=== WORKING DATA ===
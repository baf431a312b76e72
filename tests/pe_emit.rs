//! Testable Property 5 (PE structural invariants) and scenario S2 (a
//! `kernel32.dll` import resolving through a patched PC32 relocation).

use ferrolink::context::Context;
use ferrolink::job::{ImportEntry, InputSource, Job, JobConfig, OutputKind, Target};
use ferrolink::pe;
use ferrolink::resolver;
use ferrolink::ro::{
    Binding, Relocation, RelocationKind, Section, SectionFlags, SectionKind, Symbol, SymbolType,
    TranslationUnit, Visibility,
};
use scroll::Pread;

fn test_job(tmp_name: &str, config: JobConfig) -> Job {
    Job {
        target: Target::Pe,
        output_kind: OutputKind::Executable,
        output_path: std::env::temp_dir().join(tmp_name),
        inputs: vec![InputSource::Memory {
            label: "unused".into(),
            bytes: vec![],
        }],
        config,
    }
}

fn code_section(bytes: Vec<u8>) -> Section {
    let len = bytes.len() as u32;
    Section {
        name: ".text".into(),
        kind: SectionKind::Code,
        flags: SectionFlags {
            read: true,
            write: false,
            exec: true,
        },
        align: 16,
        data: bytes,
        mem_size: len,
    }
}

#[test]
fn emits_a_structurally_valid_pe_image() {
    let job = test_job("ferrolink-pe-basic.exe", JobConfig::default());
    let ctx = Context::create(&job).unwrap();

    let tu = TranslationUnit {
        path: "a.o".into(),
        sections: vec![code_section(vec![0xC3])], // ret
        symbols: vec![Symbol {
            name: "main".into(),
            section_index: Some(0),
            value: 0,
            size: 0,
            binding: Binding::Global,
            visibility: Visibility::Default,
            kind: SymbolType::Func,
        }],
        relocations: vec![],
        entry_offset: None,
    };

    let mut plan = resolver::resolve(&ctx, vec![tu], &job).unwrap();
    pe::emit(&ctx, &job, &mut plan).unwrap();

    let bytes = std::fs::read(&job.output_path).unwrap();
    let dos_magic: u16 = bytes.pread_with(0, scroll::LE).unwrap();
    assert_eq!(dos_magic, 0x5a4d); // "MZ"

    let pe_pointer: u32 = bytes.pread_with(0x3c, scroll::LE).unwrap();
    let pe_sig: u32 = bytes.pread_with(pe_pointer as usize, scroll::LE).unwrap();
    assert_eq!(pe_sig, 0x0000_4550); // "PE\0\0"

    let coff_off = pe_pointer as usize + 4;
    let number_of_sections: u16 = bytes.pread_with(coff_off + 2, scroll::LE).unwrap();
    assert!(number_of_sections >= 1);

    let opt_off = coff_off + 20; // sizeof(CoffHeader)
    let size_of_headers: u32 = bytes.pread_with(opt_off + 60, scroll::LE).unwrap();
    let file_alignment: u32 = bytes.pread_with(opt_off + 36, scroll::LE).unwrap();
    assert_eq!(file_alignment, 0x200);
    assert_eq!(size_of_headers % file_alignment, 0);

    let entry_point: u32 = bytes.pread_with(opt_off + 16, scroll::LE).unwrap();
    assert!(entry_point > 0, "main should have resolved as the entry point");

    std::fs::remove_file(&job.output_path).ok();
}

#[test]
fn kernel32_import_patches_pc32_and_populates_import_directory() {
    let mut config = JobConfig::default();
    config.imports.push(ImportEntry {
        module: "kernel32.dll".into(),
        symbol: "ExitProcess".into(),
        slot: None,
    });

    let job = test_job("ferrolink-pe-import.exe", config);
    let ctx = Context::create(&job).unwrap();

    // `call [rip+disp32]` style placeholder: the 4 bytes at offset 2 are the
    // PC32 displacement field the resolver patches in.
    let mut text = vec![0x00u8; 8];
    let tu = TranslationUnit {
        path: "a.o".into(),
        sections: vec![code_section(std::mem::take(&mut text))],
        symbols: vec![Symbol {
            name: "ExitProcess".into(),
            section_index: None,
            value: 0,
            size: 0,
            binding: Binding::Global,
            visibility: Visibility::Default,
            kind: SymbolType::NoType,
        }],
        relocations: vec![Relocation {
            section_index: 0,
            offset: 2,
            kind: RelocationKind::Pc32,
            symbol_index: 0,
            // An import target carries no addend term (S2); this nonzero
            // value exercises that the emitter ignores it rather than
            // folding it into the patched bytes.
            addend: -4,
        }],
        entry_offset: Some(0),
    };

    let mut plan = resolver::resolve(&ctx, vec![tu], &job).unwrap();
    assert_eq!(plan.imports.len(), 1);
    pe::emit(&ctx, &job, &mut plan).unwrap();

    let bytes = std::fs::read(&job.output_path).unwrap();
    let pe_pointer: u32 = bytes.pread_with(0x3c, scroll::LE).unwrap();
    let opt_off = pe_pointer as usize + 4 + 20;

    let data_directory_off = opt_off + 112; // sizeof(OptionalHeader64) before data_directory
    let import_dir_off = data_directory_off + (1 * 8); // data_directory[1] == Import
    let import_size: u32 = bytes.pread_with(import_dir_off + 4, scroll::LE).unwrap();
    assert_eq!(import_size, 40); // one module entry (20 bytes) + null terminator (20 bytes)

    let iat_dir_off = data_directory_off + (12 * 8); // data_directory[12] == IAT
    let iat_rva: u32 = bytes.pread_with(iat_dir_off, scroll::LE).unwrap();
    assert!(iat_rva > 0);

    // sizeof(OptionalHeader64) == 240 (112 bytes of scalar fields + 16 * 8
    // bytes of data directories); section headers follow immediately.
    let section_headers_off = opt_off + 240;
    let text_vaddr: u32 = bytes.pread_with(section_headers_off + 12, scroll::LE).unwrap();
    let text_raw_offset: u32 = bytes.pread_with(section_headers_off + 20, scroll::LE).unwrap();

    let patch_site_rva = text_vaddr + 2;
    let patched: i32 = bytes
        .pread_with((text_raw_offset + 2) as usize, scroll::LE)
        .unwrap();
    let expected = iat_rva as i64 - (patch_site_rva as i64 + 4);
    assert_eq!(patched as i64, expected, "import relocation must not fold the addend in");

    std::fs::remove_file(&job.output_path).ok();
}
===
EXERCISE PROMPT: Some lines in the records may hold "ImportEntry"; state how many do, and give no more than that number.

EXERCISE RESPONSE: 2